Collected data:
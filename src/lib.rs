//! SkillsJars extraction engine.
//!
//! SkillsJars are dependency archives that carry AI-agent skills below a
//! fixed namespace. This crate selects the SkillsJars a host build context
//! resolves, discovers the skills inside each archive by their `SKILL.md`
//! marker, and copies them into a flat, conflict-checked directory layout:
//!
//! ```text
//! <output>/skillsjars__<flattened-root>/<file path below the skill root>
//! ```
//!
//! # Modules
//!
//! - [`archive`] - Read-only archive access
//! - [`artifact`] - Artefact identities and resolved references
//! - [`config`] - Project manifest loading
//! - [`conflict`] - Output-path collision detection
//! - [`context`] - Host build context abstraction
//! - [`discovery`] - Skill root discovery
//! - [`error`] - Error types
//! - [`extractor`] - Conflict-checked extraction
//! - [`manifest`] - Manifest-backed build context
//! - [`namespace`] - Namespace prefixes and path helpers
//! - [`output_dir`] - Output directory lifecycle
//! - [`pipeline`] - Run orchestration
//! - [`selector`] - SkillsJar selection

pub mod archive;
pub mod artifact;
pub mod config;
pub mod conflict;
pub mod context;
pub mod discovery;
pub mod error;
pub mod extractor;
pub mod manifest;
pub mod namespace;
pub mod output_dir;
pub mod pipeline;
pub mod selector;

pub use config::ProjectManifest;
pub use error::{ExtractError, Result};
pub use manifest::ManifestContext;
pub use pipeline::{ExtractRequest, ExtractionSummary, run_extraction};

◆ YOUR TASK ◆
Go through the records. Copy each line where "checked" appears.

◆ EXERCISE RESPONSE ◆
//! marker, and copies them into a flat, conflict-checked directory layout:
//! - [`extractor`] - Conflict-checked extraction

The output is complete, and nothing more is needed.